* [Problem details]: Wherever the word "thread" turns up in a line of the entries, copy that line.

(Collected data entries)
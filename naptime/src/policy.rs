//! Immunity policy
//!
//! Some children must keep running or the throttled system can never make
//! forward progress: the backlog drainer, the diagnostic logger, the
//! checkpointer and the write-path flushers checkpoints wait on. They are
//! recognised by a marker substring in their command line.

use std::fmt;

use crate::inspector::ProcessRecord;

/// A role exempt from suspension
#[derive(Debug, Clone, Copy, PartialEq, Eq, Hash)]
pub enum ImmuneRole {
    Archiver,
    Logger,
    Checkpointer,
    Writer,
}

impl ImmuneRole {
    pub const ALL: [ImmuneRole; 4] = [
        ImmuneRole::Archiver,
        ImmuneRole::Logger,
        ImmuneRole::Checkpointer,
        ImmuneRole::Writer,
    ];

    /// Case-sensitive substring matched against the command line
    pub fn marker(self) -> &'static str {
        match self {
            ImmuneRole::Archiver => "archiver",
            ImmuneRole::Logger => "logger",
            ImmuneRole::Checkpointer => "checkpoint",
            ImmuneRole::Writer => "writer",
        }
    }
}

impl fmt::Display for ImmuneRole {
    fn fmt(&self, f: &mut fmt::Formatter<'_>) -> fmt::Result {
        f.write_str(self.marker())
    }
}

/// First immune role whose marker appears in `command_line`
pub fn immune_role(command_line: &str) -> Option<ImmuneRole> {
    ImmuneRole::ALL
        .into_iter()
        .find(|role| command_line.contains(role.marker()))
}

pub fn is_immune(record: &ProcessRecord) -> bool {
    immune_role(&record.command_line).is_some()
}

* * *

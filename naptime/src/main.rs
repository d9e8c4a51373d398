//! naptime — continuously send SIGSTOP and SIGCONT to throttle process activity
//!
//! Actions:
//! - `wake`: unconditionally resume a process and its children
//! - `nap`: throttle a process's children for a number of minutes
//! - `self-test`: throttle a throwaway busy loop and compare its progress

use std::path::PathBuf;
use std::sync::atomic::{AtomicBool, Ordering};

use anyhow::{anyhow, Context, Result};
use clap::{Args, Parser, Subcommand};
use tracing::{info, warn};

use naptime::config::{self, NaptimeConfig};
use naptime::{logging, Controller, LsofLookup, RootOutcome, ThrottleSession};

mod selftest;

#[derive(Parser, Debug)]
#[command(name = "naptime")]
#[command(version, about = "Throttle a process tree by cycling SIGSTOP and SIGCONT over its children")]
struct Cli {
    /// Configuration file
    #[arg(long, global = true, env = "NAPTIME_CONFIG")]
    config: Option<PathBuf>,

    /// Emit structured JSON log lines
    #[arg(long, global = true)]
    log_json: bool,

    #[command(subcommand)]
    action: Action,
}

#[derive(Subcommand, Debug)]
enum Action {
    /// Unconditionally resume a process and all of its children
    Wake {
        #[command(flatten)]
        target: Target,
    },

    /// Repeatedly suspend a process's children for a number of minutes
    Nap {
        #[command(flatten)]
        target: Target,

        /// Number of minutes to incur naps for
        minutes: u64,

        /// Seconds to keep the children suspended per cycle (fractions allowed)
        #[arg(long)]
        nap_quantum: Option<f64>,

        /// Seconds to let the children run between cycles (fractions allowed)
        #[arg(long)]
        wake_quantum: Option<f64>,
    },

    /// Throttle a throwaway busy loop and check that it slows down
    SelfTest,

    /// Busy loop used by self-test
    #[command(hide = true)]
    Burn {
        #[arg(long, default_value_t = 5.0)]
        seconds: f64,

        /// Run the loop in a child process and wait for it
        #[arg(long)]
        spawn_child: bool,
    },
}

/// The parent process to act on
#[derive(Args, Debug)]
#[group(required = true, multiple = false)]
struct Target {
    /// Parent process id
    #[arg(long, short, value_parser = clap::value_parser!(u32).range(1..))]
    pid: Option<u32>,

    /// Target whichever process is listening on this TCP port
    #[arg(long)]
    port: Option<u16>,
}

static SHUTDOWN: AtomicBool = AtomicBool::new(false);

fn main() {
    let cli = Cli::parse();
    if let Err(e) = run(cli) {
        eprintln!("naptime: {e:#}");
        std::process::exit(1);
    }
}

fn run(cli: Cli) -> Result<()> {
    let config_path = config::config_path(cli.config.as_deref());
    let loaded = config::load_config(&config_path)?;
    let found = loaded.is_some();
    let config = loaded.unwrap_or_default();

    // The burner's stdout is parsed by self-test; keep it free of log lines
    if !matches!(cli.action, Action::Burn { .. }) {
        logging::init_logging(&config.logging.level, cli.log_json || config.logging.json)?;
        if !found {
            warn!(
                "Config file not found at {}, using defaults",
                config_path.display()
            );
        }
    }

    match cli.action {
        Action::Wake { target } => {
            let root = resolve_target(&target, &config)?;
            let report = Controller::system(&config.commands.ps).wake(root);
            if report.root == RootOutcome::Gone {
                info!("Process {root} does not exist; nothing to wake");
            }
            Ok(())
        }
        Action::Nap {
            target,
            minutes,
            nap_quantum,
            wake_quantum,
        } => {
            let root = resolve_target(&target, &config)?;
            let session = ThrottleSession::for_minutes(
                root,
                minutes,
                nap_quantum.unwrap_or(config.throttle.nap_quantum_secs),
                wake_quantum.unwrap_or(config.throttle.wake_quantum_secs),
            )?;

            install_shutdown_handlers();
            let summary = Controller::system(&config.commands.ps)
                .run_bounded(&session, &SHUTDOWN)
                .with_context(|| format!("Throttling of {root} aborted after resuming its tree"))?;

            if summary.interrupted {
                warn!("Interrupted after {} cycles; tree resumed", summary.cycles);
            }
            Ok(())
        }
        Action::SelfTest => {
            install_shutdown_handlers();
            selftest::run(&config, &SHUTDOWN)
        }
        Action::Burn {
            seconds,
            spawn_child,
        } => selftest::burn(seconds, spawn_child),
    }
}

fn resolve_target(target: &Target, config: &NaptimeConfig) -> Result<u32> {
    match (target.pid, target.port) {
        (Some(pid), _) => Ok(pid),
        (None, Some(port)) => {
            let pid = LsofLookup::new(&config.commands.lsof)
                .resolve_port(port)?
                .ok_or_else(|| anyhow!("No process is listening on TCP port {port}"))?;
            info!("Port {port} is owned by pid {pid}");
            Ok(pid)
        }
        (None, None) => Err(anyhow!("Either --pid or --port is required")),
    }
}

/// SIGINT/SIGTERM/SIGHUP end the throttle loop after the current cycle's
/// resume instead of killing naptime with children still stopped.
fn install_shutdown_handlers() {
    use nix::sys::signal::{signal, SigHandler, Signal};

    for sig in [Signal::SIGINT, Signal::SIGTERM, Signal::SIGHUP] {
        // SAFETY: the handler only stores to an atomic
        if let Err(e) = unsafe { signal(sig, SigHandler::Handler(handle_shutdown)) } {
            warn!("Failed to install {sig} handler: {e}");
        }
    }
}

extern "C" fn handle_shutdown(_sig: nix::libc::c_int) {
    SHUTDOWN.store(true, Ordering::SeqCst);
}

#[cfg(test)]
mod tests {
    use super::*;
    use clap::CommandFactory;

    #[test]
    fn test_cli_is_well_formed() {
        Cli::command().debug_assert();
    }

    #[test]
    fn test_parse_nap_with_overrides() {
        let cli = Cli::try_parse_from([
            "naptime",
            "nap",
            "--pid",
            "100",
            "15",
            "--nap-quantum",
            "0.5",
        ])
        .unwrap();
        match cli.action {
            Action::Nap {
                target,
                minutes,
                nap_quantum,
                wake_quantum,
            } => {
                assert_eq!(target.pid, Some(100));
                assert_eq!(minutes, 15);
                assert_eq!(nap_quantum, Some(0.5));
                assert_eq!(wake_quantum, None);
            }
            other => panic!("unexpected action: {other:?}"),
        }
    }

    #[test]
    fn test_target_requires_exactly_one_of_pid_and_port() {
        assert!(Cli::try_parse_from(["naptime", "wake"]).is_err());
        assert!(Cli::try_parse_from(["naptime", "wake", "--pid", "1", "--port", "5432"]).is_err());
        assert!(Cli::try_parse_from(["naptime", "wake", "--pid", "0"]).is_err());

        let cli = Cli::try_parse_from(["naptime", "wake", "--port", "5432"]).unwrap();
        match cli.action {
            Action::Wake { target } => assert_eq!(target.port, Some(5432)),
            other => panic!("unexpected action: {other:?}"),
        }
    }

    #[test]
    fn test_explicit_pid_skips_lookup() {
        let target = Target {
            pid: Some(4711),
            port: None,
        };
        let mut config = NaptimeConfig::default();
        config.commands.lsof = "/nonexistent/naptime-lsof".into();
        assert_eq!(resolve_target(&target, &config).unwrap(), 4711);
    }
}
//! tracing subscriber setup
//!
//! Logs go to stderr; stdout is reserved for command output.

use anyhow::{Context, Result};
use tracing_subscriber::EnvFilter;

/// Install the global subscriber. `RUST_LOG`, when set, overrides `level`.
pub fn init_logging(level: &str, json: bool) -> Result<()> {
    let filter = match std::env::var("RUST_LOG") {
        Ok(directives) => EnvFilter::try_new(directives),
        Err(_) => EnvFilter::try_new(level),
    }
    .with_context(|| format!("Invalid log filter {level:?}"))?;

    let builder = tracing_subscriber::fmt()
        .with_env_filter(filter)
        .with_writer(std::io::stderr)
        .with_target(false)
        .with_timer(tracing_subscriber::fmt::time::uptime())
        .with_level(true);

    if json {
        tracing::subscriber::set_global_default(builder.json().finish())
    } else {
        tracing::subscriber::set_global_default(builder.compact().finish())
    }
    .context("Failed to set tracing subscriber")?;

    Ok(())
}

==

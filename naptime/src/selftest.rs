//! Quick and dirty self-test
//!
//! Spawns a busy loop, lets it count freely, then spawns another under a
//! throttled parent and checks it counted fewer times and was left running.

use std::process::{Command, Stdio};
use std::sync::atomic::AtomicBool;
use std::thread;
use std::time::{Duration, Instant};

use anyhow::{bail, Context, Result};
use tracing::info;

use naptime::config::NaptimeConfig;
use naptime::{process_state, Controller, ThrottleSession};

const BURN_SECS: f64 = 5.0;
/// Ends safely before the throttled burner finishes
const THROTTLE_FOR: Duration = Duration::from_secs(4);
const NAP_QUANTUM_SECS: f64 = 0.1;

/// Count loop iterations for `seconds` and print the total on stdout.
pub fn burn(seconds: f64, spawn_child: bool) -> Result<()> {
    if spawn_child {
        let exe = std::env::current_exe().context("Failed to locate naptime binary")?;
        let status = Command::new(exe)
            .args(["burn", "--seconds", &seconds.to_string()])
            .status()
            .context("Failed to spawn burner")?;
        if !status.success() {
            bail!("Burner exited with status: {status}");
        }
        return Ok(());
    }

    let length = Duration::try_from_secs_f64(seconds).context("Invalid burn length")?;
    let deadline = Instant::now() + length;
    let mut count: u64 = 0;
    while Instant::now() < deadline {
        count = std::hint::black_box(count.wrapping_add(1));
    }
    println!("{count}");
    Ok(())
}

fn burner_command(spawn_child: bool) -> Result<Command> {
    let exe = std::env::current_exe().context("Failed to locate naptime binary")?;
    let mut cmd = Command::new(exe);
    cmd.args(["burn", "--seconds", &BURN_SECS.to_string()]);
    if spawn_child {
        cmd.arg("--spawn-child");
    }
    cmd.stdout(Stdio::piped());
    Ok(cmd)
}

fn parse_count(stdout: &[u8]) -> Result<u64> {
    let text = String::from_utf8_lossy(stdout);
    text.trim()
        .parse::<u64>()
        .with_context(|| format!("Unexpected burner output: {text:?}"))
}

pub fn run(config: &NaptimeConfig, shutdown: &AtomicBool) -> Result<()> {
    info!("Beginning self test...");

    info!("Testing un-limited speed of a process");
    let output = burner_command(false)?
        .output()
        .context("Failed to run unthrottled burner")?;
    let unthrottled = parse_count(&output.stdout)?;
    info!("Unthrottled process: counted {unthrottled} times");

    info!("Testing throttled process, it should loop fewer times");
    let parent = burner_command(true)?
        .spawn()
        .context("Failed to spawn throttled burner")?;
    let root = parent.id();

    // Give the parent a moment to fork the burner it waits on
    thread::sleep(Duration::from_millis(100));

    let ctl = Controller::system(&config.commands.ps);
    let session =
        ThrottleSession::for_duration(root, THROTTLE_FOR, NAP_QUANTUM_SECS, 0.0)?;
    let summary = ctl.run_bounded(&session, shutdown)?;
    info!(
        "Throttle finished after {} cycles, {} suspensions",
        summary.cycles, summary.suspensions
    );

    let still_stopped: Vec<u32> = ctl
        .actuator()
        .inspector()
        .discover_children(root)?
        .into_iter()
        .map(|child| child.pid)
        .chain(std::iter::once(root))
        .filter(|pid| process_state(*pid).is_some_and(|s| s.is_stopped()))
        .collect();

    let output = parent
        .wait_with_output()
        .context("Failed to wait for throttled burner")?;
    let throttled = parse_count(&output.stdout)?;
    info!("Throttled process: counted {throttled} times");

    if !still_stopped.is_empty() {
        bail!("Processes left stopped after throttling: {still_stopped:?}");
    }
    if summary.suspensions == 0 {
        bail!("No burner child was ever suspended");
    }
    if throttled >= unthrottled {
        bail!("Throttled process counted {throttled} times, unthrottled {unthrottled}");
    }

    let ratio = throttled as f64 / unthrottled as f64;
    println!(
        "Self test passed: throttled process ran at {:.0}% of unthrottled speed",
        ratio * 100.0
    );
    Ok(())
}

* [Task result]:
use std::thread;
    thread::sleep(Duration::from_millis(100));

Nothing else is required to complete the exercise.